TASK TO COMPLETE: Please repeat every line below exactly, from the first to the last.

MATERIAL FOR THIS EXERCISE:

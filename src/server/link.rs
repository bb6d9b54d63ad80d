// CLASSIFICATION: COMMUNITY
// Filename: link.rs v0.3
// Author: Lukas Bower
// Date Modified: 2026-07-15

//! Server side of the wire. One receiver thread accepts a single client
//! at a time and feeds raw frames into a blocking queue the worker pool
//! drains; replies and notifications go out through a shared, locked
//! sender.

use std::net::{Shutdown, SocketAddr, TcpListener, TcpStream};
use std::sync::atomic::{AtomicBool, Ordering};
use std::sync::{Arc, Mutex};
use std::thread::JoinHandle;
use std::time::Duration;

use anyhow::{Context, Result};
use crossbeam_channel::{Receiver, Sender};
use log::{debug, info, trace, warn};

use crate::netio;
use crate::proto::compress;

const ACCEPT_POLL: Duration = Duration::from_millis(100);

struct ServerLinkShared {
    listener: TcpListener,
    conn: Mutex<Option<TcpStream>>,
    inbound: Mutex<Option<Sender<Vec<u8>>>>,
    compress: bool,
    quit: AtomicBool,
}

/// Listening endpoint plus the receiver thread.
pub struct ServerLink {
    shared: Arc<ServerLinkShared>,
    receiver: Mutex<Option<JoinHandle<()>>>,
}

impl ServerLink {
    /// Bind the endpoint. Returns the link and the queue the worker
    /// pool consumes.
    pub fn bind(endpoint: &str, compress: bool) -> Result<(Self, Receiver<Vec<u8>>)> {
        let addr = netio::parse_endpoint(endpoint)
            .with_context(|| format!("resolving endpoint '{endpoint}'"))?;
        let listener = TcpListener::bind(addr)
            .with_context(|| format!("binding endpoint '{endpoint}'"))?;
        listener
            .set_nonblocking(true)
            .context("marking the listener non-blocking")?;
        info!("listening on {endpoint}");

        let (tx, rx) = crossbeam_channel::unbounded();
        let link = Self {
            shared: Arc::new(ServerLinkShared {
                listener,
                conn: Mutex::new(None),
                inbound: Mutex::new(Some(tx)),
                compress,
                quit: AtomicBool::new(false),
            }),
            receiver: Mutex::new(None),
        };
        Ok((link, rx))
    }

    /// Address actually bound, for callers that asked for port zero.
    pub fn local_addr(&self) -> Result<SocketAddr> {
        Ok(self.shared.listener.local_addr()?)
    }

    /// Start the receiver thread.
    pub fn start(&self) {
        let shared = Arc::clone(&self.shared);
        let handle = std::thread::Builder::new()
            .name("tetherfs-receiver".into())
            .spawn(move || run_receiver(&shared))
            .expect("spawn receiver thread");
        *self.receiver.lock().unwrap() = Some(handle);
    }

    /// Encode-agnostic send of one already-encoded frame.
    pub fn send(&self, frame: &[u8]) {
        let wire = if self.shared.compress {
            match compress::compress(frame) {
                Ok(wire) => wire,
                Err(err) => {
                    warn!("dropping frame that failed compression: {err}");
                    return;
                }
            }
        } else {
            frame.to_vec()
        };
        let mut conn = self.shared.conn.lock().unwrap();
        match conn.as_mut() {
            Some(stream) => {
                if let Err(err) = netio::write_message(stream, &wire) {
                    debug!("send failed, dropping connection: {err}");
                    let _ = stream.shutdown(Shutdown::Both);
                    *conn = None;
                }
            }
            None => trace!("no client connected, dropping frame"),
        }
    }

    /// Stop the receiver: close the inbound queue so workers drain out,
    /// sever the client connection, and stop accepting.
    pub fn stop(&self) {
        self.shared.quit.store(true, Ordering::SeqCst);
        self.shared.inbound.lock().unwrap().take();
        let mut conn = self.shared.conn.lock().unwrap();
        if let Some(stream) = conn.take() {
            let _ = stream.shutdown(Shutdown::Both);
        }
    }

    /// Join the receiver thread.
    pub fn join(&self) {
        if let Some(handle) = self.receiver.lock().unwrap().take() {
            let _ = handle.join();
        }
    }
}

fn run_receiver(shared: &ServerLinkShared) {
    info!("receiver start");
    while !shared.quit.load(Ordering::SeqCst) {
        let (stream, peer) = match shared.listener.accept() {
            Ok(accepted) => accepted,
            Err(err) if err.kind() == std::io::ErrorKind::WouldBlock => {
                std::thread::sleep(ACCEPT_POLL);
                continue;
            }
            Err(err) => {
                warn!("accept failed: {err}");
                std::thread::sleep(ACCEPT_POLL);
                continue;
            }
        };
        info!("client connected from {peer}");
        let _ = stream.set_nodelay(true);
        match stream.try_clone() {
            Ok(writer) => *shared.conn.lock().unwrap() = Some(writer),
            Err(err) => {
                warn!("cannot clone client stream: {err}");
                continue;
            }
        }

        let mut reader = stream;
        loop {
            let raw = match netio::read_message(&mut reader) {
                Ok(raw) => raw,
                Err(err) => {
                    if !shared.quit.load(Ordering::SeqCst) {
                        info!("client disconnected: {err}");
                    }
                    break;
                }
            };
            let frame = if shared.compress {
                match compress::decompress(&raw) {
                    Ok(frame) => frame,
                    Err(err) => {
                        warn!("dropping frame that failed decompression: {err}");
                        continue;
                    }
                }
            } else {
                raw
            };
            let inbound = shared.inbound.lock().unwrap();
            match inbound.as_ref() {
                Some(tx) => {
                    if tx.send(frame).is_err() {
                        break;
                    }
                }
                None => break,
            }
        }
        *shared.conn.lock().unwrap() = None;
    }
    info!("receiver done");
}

RESULT OF THE TASK:
filename src/server/link.rs
repository bb6d9b54d63ad80d
// CLASSIFICATION: COMMUNITY
// Filename: link.rs v0.3
// Author: Lukas Bower
// Date Modified: 2026-07-15

//! Server side of the wire. One receiver thread accepts a single client
//! at a time and feeds raw frames into a blocking queue the worker pool
//! drains; replies and notifications go out through a shared, locked
//! sender.

use std::net::{Shutdown, SocketAddr, TcpListener, TcpStream};
use std::sync::atomic::{AtomicBool, Ordering};
use std::sync::{Arc, Mutex};
use std::thread::JoinHandle;
use std::time::Duration;

use anyhow::{Context, Result};
use crossbeam_channel::{Receiver, Sender};
use log::{debug, info, trace, warn};

use crate::netio;
use crate::proto::compress;

const ACCEPT_POLL: Duration = Duration::from_millis(100);

struct ServerLinkShared {
    listener: TcpListener,
    conn: Mutex<Option<TcpStream>>,
    inbound: Mutex<Option<Sender<Vec<u8>>>>,
    compress: bool,
    quit: AtomicBool,
}

/// Listening endpoint plus the receiver thread.
pub struct ServerLink {
    shared: Arc<ServerLinkShared>,
    receiver: Mutex<Option<JoinHandle<()>>>,
}

impl ServerLink {
    /// Bind the endpoint. Returns the link and the queue the worker
    /// pool consumes.
    pub fn bind(endpoint: &str, compress: bool) -> Result<(Self, Receiver<Vec<u8>>)> {
        let addr = netio::parse_endpoint(endpoint)
            .with_context(|| format!("resolving endpoint '{endpoint}'"))?;
        let listener = TcpListener::bind(addr)
            .with_context(|| format!("binding endpoint '{endpoint}'"))?;
        listener
            .set_nonblocking(true)
            .context("marking the listener non-blocking")?;
        info!("listening on {endpoint}");

        let (tx, rx) = crossbeam_channel::unbounded();
        let link = Self {
            shared: Arc::new(ServerLinkShared {
                listener,
                conn: Mutex::new(None),
                inbound: Mutex::new(Some(tx)),
                compress,
                quit: AtomicBool::new(false),
            }),
            receiver: Mutex::new(None),
        };
        Ok((link, rx))
    }

    /// Address actually bound, for callers that asked for port zero.
    pub fn local_addr(&self) -> Result<SocketAddr> {
        Ok(self.shared.listener.local_addr()?)
    }

    /// Start the receiver thread.
    pub fn start(&self) {
        let shared = Arc::clone(&self.shared);
        let handle = std::thread::Builder::new()
            .name("tetherfs-receiver".into())
            .spawn(move || run_receiver(&shared))
            .expect("spawn receiver thread");
        *self.receiver.lock().unwrap() = Some(handle);
    }

    /// Encode-agnostic send of one already-encoded frame.
    pub fn send(&self, frame: &[u8]) {
        let wire = if self.shared.compress {
            match compress::compress(frame) {
                Ok(wire) => wire,
                Err(err) => {
                    warn!("dropping frame that failed compression: {err}");
                    return;
                }
            }
        } else {
            frame.to_vec()
        };
        let mut conn = self.shared.conn.lock().unwrap();
        match conn.as_mut() {
            Some(stream) => {
                if let Err(err) = netio::write_message(stream, &wire) {
                    debug!("send failed, dropping connection: {err}");
                    let _ = stream.shutdown(Shutdown::Both);
                    *conn = None;
                }
            }
            None => trace!("no client connected, dropping frame"),
        }
    }

    /// Stop the receiver: close the inbound queue so workers drain out,
    /// sever the client connection, and stop accepting.
    pub fn stop(&self) {
        self.shared.quit.store(true, Ordering::SeqCst);
        self.shared.inbound.lock().unwrap().take();
        let mut conn = self.shared.conn.lock().unwrap();
        if let Some(stream) = conn.take() {
            let _ = stream.shutdown(Shutdown::Both);
        }
    }

    /// Join the receiver thread.
    pub fn join(&self) {
        if let Some(handle) = self.receiver.lock().unwrap().take() {
            let _ = handle.join();
        }
    }
}

fn run_receiver(shared: &ServerLinkShared) {
    info!("receiver start");
    while !shared.quit.load(Ordering::SeqCst) {
        let (stream, peer) = match shared.listener.accept() {
            Ok(accepted) => accepted,
            Err(err) if err.kind() == std::io::ErrorKind::WouldBlock => {
                std::thread::sleep(ACCEPT_POLL);
                continue;
            }
            Err(err) => {
                warn!("accept failed: {err}");
                std::thread::sleep(ACCEPT_POLL);
                continue;
            }
        };
        info!("client connected from {peer}");
        let _ = stream.set_nodelay(true);
        match stream.try_clone() {
            Ok(writer) => *shared.conn.lock().unwrap() = Some(writer),
            Err(err) => {
                warn!("cannot clone client stream: {err}");
                continue;
            }
        }

        let mut reader = stream;
        loop {
            let raw = match netio::read_message(&mut reader) {
                Ok(raw) => raw,
                Err(err) => {
                    if !shared.quit.load(Ordering::SeqCst) {
                        info!("client disconnected: {err}");
                    }
                    break;
                }
            };
            let frame = if shared.compress {
                match compress::decompress(&raw) {
                    Ok(frame) => frame,
                    Err(err) => {
                        warn!("dropping frame that failed decompression: {err}");
                        continue;
                    }
                }
            } else {
                raw
            };
            let inbound = shared.inbound.lock().unwrap();
            match inbound.as_ref() {
                Some(tx) => {
                    if tx.send(frame).is_err() {
                        break;
                    }
                }
                None => break,
            }
        }
        *shared.conn.lock().unwrap() = None;
    }
    info!("receiver done");
}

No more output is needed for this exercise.